Her income had not changed. She was unable to work at both times. Moreover, Cheryl
has made no argument on appeal that there was a material change in her circumstances.
Rather, she focuses on the trial court’s additional ruling that it had no jurisdiction to hear
the matter. However, as noted, the trial court alternatively found that even if it decided
7
the issue, there were not changed circumstances warranting continuation of spousal
support. The trial court did not abuse its vast discretion in denying continued spousal
support to Cheryl.
Cheryl claims that the trial court did not consider the factors in section 4320 in
denying the modification because it found it lacked jurisdiction to modify the spousal
support. Initially, this ignores the fact that the trial court also found that if it had
jurisdiction, it would not have granted additional spousal support. Moreover, unless the
record shows otherwise, we presume the trial court considered the section 4320 factors in
denying continued support. (Denham v. Superior Court (1970) 2 Cal.3d 557, 564 [“‘A
judgment or order of the lower court is presumed correct. All intendments and
presumptions are indulged to support [the judgment] on matters as to which the record is
silent, and error must be affirmatively shown.’”].)
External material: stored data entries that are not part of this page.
use reqwest::StatusCode;

use crate::classify::is_retryable_status;

/// Error type returned by this crate.
#[derive(Debug, thiserror::Error)]
pub enum CloudApiError {
    /// Method, path, URL or header could not be turned into a request.
    #[error("request construction error: {0}")]
    RequestConstruction(String),
    /// Request body could not be encoded as JSON.
    #[error("serialization error: {0}")]
    Serialization(#[source] serde_json::Error),
    /// Non-success status that is not worth retrying.
    #[error(transparent)]
    Http(HttpError),
    /// Every attempt failed with a transient error.
    #[error("retry attempts exhausted after {attempts} attempt(s): {last_error}")]
    RetryExhausted {
        /// Number of attempts actually sent.
        attempts: u32,
        /// Error recorded by the final attempt.
        #[source]
        last_error: Box<AttemptError>,
    },
    /// Success response whose body was empty or a literal `null`.
    #[error("response body is null")]
    NullResponse,
    /// Response body did not match the expected shape.
    #[error("decode error: {0}")]
    Decode(String),
    /// The call was cancelled through its [`crate::CancelToken`].
    #[error("request cancelled")]
    Cancelled,
    /// The call deadline or the configured overall timeout elapsed.
    #[error("deadline exceeded")]
    DeadlineExceeded,
    /// Invalid client configuration.
    #[error("configuration error: {0}")]
    Config(String),
    /// Pagination fetched the configured maximum of full pages.
    #[error("pagination stopped after {pages} full pages without reaching the end")]
    PaginationLimit { pages: usize },
}

impl CloudApiError {
    /// Returns `true` for [`CloudApiError::Cancelled`] and
    /// [`CloudApiError::DeadlineExceeded`].
    pub fn is_cancellation(&self) -> bool {
        matches!(self, Self::Cancelled | Self::DeadlineExceeded)
    }

    /// Status code of the HTTP error behind this error, if any.
    ///
    /// Looks through [`CloudApiError::RetryExhausted`].
    pub fn status(&self) -> Option<u16> {
        match self {
            Self::Http(err) => Some(err.status),
            Self::RetryExhausted { last_error, .. } => match last_error.as_ref() {
                AttemptError::Http(err) => Some(err.status),
                AttemptError::Transport(_) => None,
            },
            _ => None,
        }
    }
}

/// Failure of a single attempt, kept as the last error while retrying.
#[derive(Debug, thiserror::Error)]
pub enum AttemptError {
    /// No response was received (connect, DNS, reset, body read).
    #[error("transport error: {0}")]
    Transport(#[source] reqwest::Error),
    /// A response with a non-success status was received.
    #[error(transparent)]
    Http(HttpError),
}

/// Non-success HTTP response.
#[derive(Clone, Debug, PartialEq, thiserror::Error)]
#[error("http error {status} {status_text}: {body}")]
pub struct HttpError {
    /// Numeric status code.
    pub status: u16,
    /// Canonical reason phrase, empty when unknown.
    pub status_text: String,
    /// Raw response body.
    pub body: String,
    /// Response body parsed as JSON, when it was JSON.
    pub payload: Option<serde_json::Value>,
    /// `X-Request-ID` echoed by the server.
    pub request_id: Option<String>,
}

impl HttpError {
    pub(crate) fn new(status: StatusCode, body: &[u8], request_id: Option<String>) -> Self {
        Self {
            status: status.as_u16(),
            status_text: status.canonical_reason().unwrap_or_default().to_owned(),
            body: String::from_utf8_lossy(body).into_owned(),
            payload: serde_json::from_slice(body).ok(),
            request_id,
        }
    }

    /// 4xx other than 429: the request itself is wrong.
    pub fn is_client_error(&self) -> bool {
        (400..500).contains(&self.status) && self.status != 429
    }

    /// 429 or 5xx: the condition may clear on its own.
    pub fn is_transient(&self) -> bool {
        StatusCode::from_u16(self.status).is_ok_and(is_retryable_status)
    }
}

#[cfg(test)]
mod tests {
    use reqwest::StatusCode;

    use super::{AttemptError, CloudApiError, HttpError};

    #[test]
    fn http_error_keeps_json_payload() {
        let err = HttpError::new(
            StatusCode::BAD_REQUEST,
            br#"{"error":"invalid name"}"#,
            Some("req-1".to_owned()),
        );
        assert_eq!(err.status, 400);
        assert_eq!(err.status_text, "Bad Request");
        assert_eq!(err.payload.as_ref().unwrap()["error"], "invalid name");
        assert_eq!(err.request_id.as_deref(), Some("req-1"));
        assert!(err.is_client_error());
        assert!(!err.is_transient());
    }

    #[test]
    fn http_error_without_json_body_has_no_payload() {
        let err = HttpError::new(StatusCode::BAD_GATEWAY, b"<html>bad gateway</html>", None);
        assert!(err.payload.is_none());
        assert_eq!(err.body, "<html>bad gateway</html>");
        assert!(err.is_transient());
        assert!(!err.is_client_error());
    }

    #[test]
    fn too_many_requests_is_transient_not_client_error() {
        let err = HttpError::new(StatusCode::TOO_MANY_REQUESTS, b"", None);
        assert!(err.is_transient());
        assert!(!err.is_client_error());
    }

    #[test]
    fn status_looks_through_retry_exhausted() {
        let err = CloudApiError::RetryExhausted {
            attempts: 3,
            last_error: Box::new(AttemptError::Http(HttpError::new(
                StatusCode::SERVICE_UNAVAILABLE,
                b"",
                None,
            ))),
        };
        assert_eq!(err.status(), Some(503));
        assert!(!err.is_cancellation());
        assert!(err.to_string().contains("3 attempt(s)"));
    }

    #[test]
    fn cancellation_kinds() {
        assert!(CloudApiError::Cancelled.is_cancellation());
        assert!(CloudApiError::DeadlineExceeded.is_cancellation());
        assert!(!CloudApiError::NullResponse.is_cancellation());
    }
}
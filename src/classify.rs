use reqwest::StatusCode;

/// Returns `true` for statuses worth retrying: `429` and every `5xx`.
pub fn is_retryable_status(status: StatusCode) -> bool {
    status == StatusCode::TOO_MANY_REQUESTS || status.is_server_error()
}

/// Returns `true` for the `2xx` range.
pub fn is_success_status(status: StatusCode) -> bool {
    status.is_success()
}

#[cfg(test)]
mod tests {
    use reqwest::StatusCode;

    use super::{is_retryable_status, is_success_status};

    #[test]
    fn retryable_statuses() {
        let cases = [
            (500, true),
            (501, true),
            (502, true),
            (503, true),
            (504, true),
            (599, true),
            (429, true),
            (400, false),
            (401, false),
            (403, false),
            (404, false),
            (409, false),
            (422, false),
            (200, false),
            (204, false),
            (301, false),
        ];

        for (code, expected) in cases {
            let status = StatusCode::from_u16(code).unwrap();
            assert_eq!(is_retryable_status(status), expected, "status {code}");
        }
    }

    #[test]
    fn success_range() {
        assert!(is_success_status(StatusCode::OK));
        assert!(is_success_status(StatusCode::CREATED));
        assert!(is_success_status(StatusCode::NO_CONTENT));
        assert!(!is_success_status(StatusCode::MULTIPLE_CHOICES));
        assert!(!is_success_status(StatusCode::NOT_FOUND));
    }
}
“A trial court considering whether to modify a spousal support order considers the
same criteria set forth in Family Code section 4320 as it considered in making the initial
order.” (In re Marriage of West (2007) 152 Cal.App.4th 240, 247.) Section 4320
includes several factors to be considered in determining spousal support including the
earning capacity of each party, the marketable skills of the supported party, ability of the
supporting party to pay spousal support, needs of each party based on the standard of
living established during the marriage, the obligations and assets of each party, the
duration of the marriage and several other factors.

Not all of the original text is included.